Our research in the field of embedded software deals with a broad range of programming based on microprocessors and control systems: we use FPGA programming for highly dynamic, specific functionality. Complex functions are implemented in C, a high-level programming language. We’re also involved with application programming for PLCs. Where programming and coding are concerned, we rely upon modern, model-based development tools and tools for automatic code generation, as well as the most up-to-date, model-based development tools available in the field of information technology.

Network components

Modern automation concepts are making it necessary to integrate more and more functions. This involves, for example, more computing power and sensory capabilities. Intensive and well-coordinated interaction, i.e. networking of intelligent system components, makes it possible for mechatronic systems to be efficiently commissioned and operated. The transfer of technical information must be reliably and consistently ensured from simple sensor signals at the lower component level all the way up to complex messages at the control level.

Within this context, our research department is dealing with modern methods for wireless information transmission and the associated challenges with regard to data security. Furthermore, various approaches to standardized data formats within the context of the Industrial Internet of Things are being examined and co-developed.

Custom handling systems and robots

Modern handling systems and robots require optimized interplay amongst mechanical components, power and control electronics, and control technology. In terms of a model-supported mechatronic design, simulation technology, control engineering and technology are taken advantage of in the field of custom handling systems.

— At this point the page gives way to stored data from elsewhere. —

use broker_trait::{ProviderError, TokenGrant};
use std::collections::HashMap;

/// Decode an `application/x-www-form-urlencoded` body.
pub fn parse_form_body(body: &str) -> HashMap<String, String> {
    body.trim()
        .split('&')
        .filter_map(|pair| {
            let (k, v) = pair.split_once('=')?;
            let k = urlencoding::decode(&k.replace('+', " ")).ok()?.into_owned();
            let v = urlencoding::decode(&v.replace('+', " ")).ok()?.into_owned();
            Some((k, v))
        })
        .collect()
}

/// `oauth_token` / `oauth_token_secret` pair from either handshake step.
#[derive(Debug, Clone, PartialEq)]
pub struct OAuth1Token {
    pub token: String,
    pub secret: String,
}

impl OAuth1Token {
    pub fn from_form(body: &str) -> Result<Self, ProviderError> {
        let mut fields = parse_form_body(body);
        let token = fields
            .remove("oauth_token")
            .ok_or_else(|| ProviderError::Malformed("response has no oauth_token".into()))?;
        let secret = fields
            .remove("oauth_token_secret")
            .ok_or_else(|| ProviderError::Malformed("response has no oauth_token_secret".into()))?;
        Ok(Self { token, secret })
    }
}

impl From<OAuth1Token> for TokenGrant {
    fn from(t: OAuth1Token) -> Self {
        TokenGrant {
            access_token: t.token,
            refresh_token: None,
            token_secret: Some(t.secret),
            expires_in: None,
        }
    }
}
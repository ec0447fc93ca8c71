pub mod db;
pub mod models;
pub mod sessions;
pub mod tokens;
pub mod users;

pub use db::AccountDb;
pub use models::*;
pub use sessions::SessionStore;
pub use tokens::TokenStore;
pub use users::UserStore;

use thiserror::Error;

#[derive(Error, Debug)]
pub enum StoreError {
    #[error("A user with that username already exists.")]
    UsernameTaken,

    #[error("Password hashing failed: {0}")]
    PasswordHash(String),

    #[error("Database error: {0}")]
    Database(#[from] sqlx::Error),
}

pub type StoreResult<T> = std::result::Result<T, StoreError>;
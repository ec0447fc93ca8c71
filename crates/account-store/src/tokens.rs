use crate::db::AccountDb;
use crate::models::BrokerToken;
use crate::StoreResult;
use broker_trait::{Provider, TokenGrant};
use chrono::{DateTime, Utc};

pub struct TokenStore {
    db: AccountDb,
}

impl TokenStore {
    pub fn new(db: AccountDb) -> Self {
        Self { db }
    }

    /// Insert or replace the user's token for a provider. `created_at` is kept
    /// from the first insert.
    pub async fn upsert(
        &self,
        user_id: i64,
        provider: Provider,
        grant: &TokenGrant,
        now: DateTime<Utc>,
    ) -> StoreResult<BrokerToken> {
        sqlx::query(
            r#"
            INSERT INTO broker_tokens
                (user_id, provider, access_token, refresh_token, token_secret,
                 expires_in, expires_at, created_at, updated_at)
            VALUES (?, ?, ?, ?, ?, ?, ?, ?, ?)
            ON CONFLICT(user_id, provider) DO UPDATE SET
                access_token = excluded.access_token,
                refresh_token = excluded.refresh_token,
                token_secret = excluded.token_secret,
                expires_in = excluded.expires_in,
                expires_at = excluded.expires_at,
                updated_at = excluded.updated_at
            "#,
        )
        .bind(user_id)
        .bind(provider.as_str())
        .bind(&grant.access_token)
        .bind(&grant.refresh_token)
        .bind(&grant.token_secret)
        .bind(grant.expires_in)
        .bind(grant.expires_at(now))
        .bind(now)
        .bind(now)
        .execute(self.db.pool())
        .await?;

        tracing::info!(user_id, provider = %provider, "Stored provider token");

        self.get(user_id, provider)
            .await?
            .ok_or(crate::StoreError::Database(sqlx::Error::RowNotFound))
    }

    pub async fn get(&self, user_id: i64, provider: Provider) -> StoreResult<Option<BrokerToken>> {
        let token = sqlx::query_as::<_, BrokerToken>(
            "SELECT * FROM broker_tokens WHERE user_id = ? AND provider = ?",
        )
        .bind(user_id)
        .bind(provider.as_str())
        .fetch_optional(self.db.pool())
        .await?;

        Ok(token)
    }

    pub async fn list_for_user(&self, user_id: i64) -> StoreResult<Vec<BrokerToken>> {
        let tokens = sqlx::query_as::<_, BrokerToken>(
            "SELECT * FROM broker_tokens WHERE user_id = ? ORDER BY provider",
        )
        .bind(user_id)
        .fetch_all(self.db.pool())
        .await?;

        Ok(tokens)
    }
}
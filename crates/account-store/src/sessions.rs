use crate::db::AccountDb;
use crate::models::Session;
use crate::StoreResult;
use chrono::{DateTime, Duration, Utc};

/// Login sessions keyed by the SHA-256 of the opaque client token.
pub struct SessionStore {
    db: AccountDb,
}

impl SessionStore {
    pub fn new(db: AccountDb) -> Self {
        Self { db }
    }

    pub async fn create(
        &self,
        token_hash: &str,
        user_id: i64,
        ttl: Duration,
    ) -> StoreResult<Session> {
        let now = Utc::now();
        let session = Session {
            token_hash: token_hash.to_string(),
            user_id,
            has_brokerage_connection: false,
            created_at: now,
            expires_at: now + ttl,
        };

        sqlx::query(
            r#"
            INSERT INTO sessions
                (token_hash, user_id, has_brokerage_connection, created_at, expires_at)
            VALUES (?, ?, ?, ?, ?)
            "#,
        )
        .bind(&session.token_hash)
        .bind(session.user_id)
        .bind(session.has_brokerage_connection)
        .bind(session.created_at)
        .bind(session.expires_at)
        .execute(self.db.pool())
        .await?;

        Ok(session)
    }

    /// Live session for the hash; an expired one is removed and not returned.
    pub async fn find_active(
        &self,
        token_hash: &str,
        now: DateTime<Utc>,
    ) -> StoreResult<Option<Session>> {
        let session = sqlx::query_as::<_, Session>("SELECT * FROM sessions WHERE token_hash = ?")
            .bind(token_hash)
            .fetch_optional(self.db.pool())
            .await?;

        match session {
            Some(s) if s.is_expired(now) => {
                tracing::debug!(user_id = s.user_id, "Session expired");
                self.delete(token_hash).await?;
                Ok(None)
            }
            other => Ok(other),
        }
    }

    pub async fn set_brokerage_connection(
        &self,
        token_hash: &str,
        connected: bool,
    ) -> StoreResult<()> {
        sqlx::query("UPDATE sessions SET has_brokerage_connection = ? WHERE token_hash = ?")
            .bind(connected)
            .bind(token_hash)
            .execute(self.db.pool())
            .await?;

        Ok(())
    }

    pub async fn delete(&self, token_hash: &str) -> StoreResult<()> {
        sqlx::query("DELETE FROM sessions WHERE token_hash = ?")
            .bind(token_hash)
            .execute(self.db.pool())
            .await?;

        Ok(())
    }

    pub async fn purge_expired(&self, now: DateTime<Utc>) -> StoreResult<u64> {
        let result = sqlx::query("DELETE FROM sessions WHERE expires_at <= ?")
            .bind(now)
            .execute(self.db.pool())
            .await?;

        Ok(result.rows_affected())
    }
}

Within the context of of customer projects, our research department develops custom handling systems and robotics solutions using Festo components, and also provides basic elements for the Festo modular system for handling and assembly technology. We examine new approaches to human-robot collaboration and the development of flexible robot joints for interaction with people within the framework of our basic research, for which pneumatic and electric actuator technology is made use of.